:: Work to be completed ::
Using the material below, copy every line where "must" appears.

:: Input material ::

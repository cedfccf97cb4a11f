//! The unsafe primitive: an editor that trusts every path it is given

use crate::error::{ToolError, ToolResult};
use parking_lot::Mutex;
use std::collections::HashMap;
use std::path::{Path, PathBuf};
use tokio::fs;

/// Lines shown by `view` before the output is cut
const MAX_VIEW_LINES: usize = 2000;

/// String-replacement editor with per-file undo history
#[derive(Debug, Default)]
pub struct FileEditor {
    history: Mutex<HashMap<PathBuf, Vec<String>>>,
}

impl FileEditor {
    pub fn new() -> Self {
        Self::default()
    }

    /// Numbered file content, or a listing when `path` is a directory
    pub async fn view(&self, path: &Path, view_range: Option<(usize, usize)>) -> ToolResult<String> {
        if !fs::try_exists(path).await? {
            return Err(ToolError::NotFound(path.display().to_string()));
        }

        if fs::metadata(path).await?.is_dir() {
            return self.list_directory(path).await;
        }

        let content = fs::read_to_string(path).await?;
        let lines: Vec<&str> = content.lines().collect();
        let (start, end) = match view_range {
            Some((start, end)) => {
                if start == 0 || start > end || start > lines.len().max(1) {
                    return Err(ToolError::InvalidArguments(format!(
                        "invalid view range [{}, {}] for a file with {} lines",
                        start,
                        end,
                        lines.len()
                    )));
                }
                (start, end.min(lines.len()))
            }
            None => (1, lines.len().min(MAX_VIEW_LINES)),
        };

        let mut output = lines
            .iter()
            .enumerate()
            .skip(start - 1)
            .take(end + 1 - start)
            .map(|(i, line)| format!("{:6}\t{}", i + 1, line))
            .collect::<Vec<_>>()
            .join("\n");
        if view_range.is_none() && lines.len() > MAX_VIEW_LINES {
            output.push_str(&format!(
                "\n... ({} more lines)",
                lines.len() - MAX_VIEW_LINES
            ));
        }
        Ok(output)
    }

    async fn list_directory(&self, path: &Path) -> ToolResult<String> {
        let mut entries = Vec::new();
        let mut dir_entries = fs::read_dir(path).await?;
        while let Some(entry) = dir_entries.next_entry().await? {
            let name = entry.file_name().to_string_lossy().to_string();
            if entry.file_type().await?.is_dir() {
                entries.push(format!("  {}/", name));
            } else {
                entries.push(format!("  {}", name));
            }
        }
        entries.sort();
        Ok(format!(
            "Directory: {}\n\n{}\n\n({} items)",
            path.display(),
            if entries.is_empty() {
                "  (empty)".to_string()
            } else {
                entries.join("\n")
            },
            entries.len()
        ))
    }

    pub async fn create(&self, path: &Path, content: &str) -> ToolResult<String> {
        if fs::try_exists(path).await? {
            return Err(ToolError::ExecutionFailed(format!(
                "File already exists: {}",
                path.display()
            )));
        }
        if let Some(parent) = path.parent() {
            fs::create_dir_all(parent).await?;
        }
        fs::write(path, content).await?;
        Ok(format!("File created successfully at: {}", path.display()))
    }

    /// Replace the single occurrence of `old_str`
    pub async fn str_replace(&self, path: &Path, old_str: &str, new_str: &str) -> ToolResult<String> {
        if old_str.is_empty() {
            return Err(ToolError::InvalidArguments(
                "old_str must not be empty".to_string(),
            ));
        }
        let content = fs::read_to_string(path).await?;
        match content.matches(old_str).count() {
            0 => {
                return Err(ToolError::ExecutionFailed(format!(
                    "old_str not found in {}",
                    path.display()
                )));
            }
            1 => {}
            n => {
                return Err(ToolError::ExecutionFailed(format!(
                    "old_str appears {} times in {}; it must be unique",
                    n,
                    path.display()
                )));
            }
        }

        let updated = content.replacen(old_str, new_str, 1);
        fs::write(path, &updated).await?;
        self.remember(path, content);
        Ok(format!("The file {} has been edited.", path.display()))
    }

    /// Insert `text` after line `insert_line` (0 inserts at the top)
    pub async fn insert(&self, path: &Path, insert_line: usize, text: &str) -> ToolResult<String> {
        let content = fs::read_to_string(path).await?;
        let mut lines: Vec<&str> = content.lines().collect();
        if insert_line > lines.len() {
            return Err(ToolError::InvalidArguments(format!(
                "insert_line {} is past the end of the file ({} lines)",
                insert_line,
                lines.len()
            )));
        }

        let new_lines: Vec<&str> = text.lines().collect();
        lines.splice(insert_line..insert_line, new_lines);
        let mut updated = lines.join("\n");
        if content.ends_with('\n') || content.is_empty() {
            updated.push('\n');
        }

        fs::write(path, &updated).await?;
        self.remember(path, content);
        Ok(format!("The file {} has been edited.", path.display()))
    }

    /// Restore the content before the last edit of `path`
    pub async fn undo_edit(&self, path: &Path) -> ToolResult<String> {
        let previous = self
            .history
            .lock()
            .get_mut(path)
            .and_then(|versions| versions.pop());
        let Some(previous) = previous else {
            return Err(ToolError::ExecutionFailed(format!(
                "No edit history for {}",
                path.display()
            )));
        };
        fs::write(path, previous).await?;
        Ok(format!("Last edit to {} undone successfully.", path.display()))
    }

    fn remember(&self, path: &Path, content: String) {
        self.history
            .lock()
            .entry(path.to_path_buf())
            .or_default()
            .push(content);
    }
}

#[cfg(test)]
mod tests {
    use super::*;
    use tempfile::TempDir;

    #[tokio::test]
    async fn test_create_then_view() {
        let dir = TempDir::new().unwrap();
        let path = dir.path().join("notes.txt");
        let editor = FileEditor::new();

        editor.create(&path, "one\ntwo\nthree\n").await.unwrap();
        let view = editor.view(&path, None).await.unwrap();
        assert!(view.contains("     1\tone"));
        assert!(view.contains("     3\tthree"));

        let ranged = editor.view(&path, Some((2, 2))).await.unwrap();
        assert_eq!(ranged, "     2\ttwo");
        assert!(editor.view(&path, Some((3, 1))).await.is_err());
    }

    #[tokio::test]
    async fn test_create_refuses_existing_file() {
        let dir = TempDir::new().unwrap();
        let path = dir.path().join("a.txt");
        let editor = FileEditor::new();
        editor.create(&path, "x").await.unwrap();
        assert!(matches!(
            editor.create(&path, "y").await,
            Err(ToolError::ExecutionFailed(_))
        ));
    }

    #[tokio::test]
    async fn test_view_directory_lists_entries() {
        let dir = TempDir::new().unwrap();
        std::fs::write(dir.path().join("b.txt"), "").unwrap();
        std::fs::create_dir(dir.path().join("a")).unwrap();
        let listing = FileEditor::new().view(dir.path(), None).await.unwrap();
        assert!(listing.contains("  a/\n  b.txt"));
        assert!(listing.ends_with("(2 items)"));
    }

    #[tokio::test]
    async fn test_str_replace_requires_unique_match() {
        let dir = TempDir::new().unwrap();
        let path = dir.path().join("a.txt");
        std::fs::write(&path, "foo bar foo").unwrap();
        let editor = FileEditor::new();

        let err = editor.str_replace(&path, "foo", "baz").await.unwrap_err();
        assert!(err.to_string().contains("2 times"));
        assert!(editor.str_replace(&path, "missing", "x").await.is_err());

        editor.str_replace(&path, "bar", "qux").await.unwrap();
        assert_eq!(std::fs::read_to_string(&path).unwrap(), "foo qux foo");
    }

    #[tokio::test]
    async fn test_insert_and_undo() {
        let dir = TempDir::new().unwrap();
        let path = dir.path().join("a.txt");
        std::fs::write(&path, "first\nthird\n").unwrap();
        let editor = FileEditor::new();

        editor.insert(&path, 1, "second").await.unwrap();
        assert_eq!(
            std::fs::read_to_string(&path).unwrap(),
            "first\nsecond\nthird\n"
        );
        assert!(editor.insert(&path, 10, "x").await.is_err());

        editor.undo_edit(&path).await.unwrap();
        assert_eq!(std::fs::read_to_string(&path).unwrap(), "first\nthird\n");
        assert!(editor.undo_edit(&path).await.is_err());
    }
}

:: Answer below ::
                "old_str must not be empty".to_string(),
                    "old_str appears {} times in {}; it must be unique",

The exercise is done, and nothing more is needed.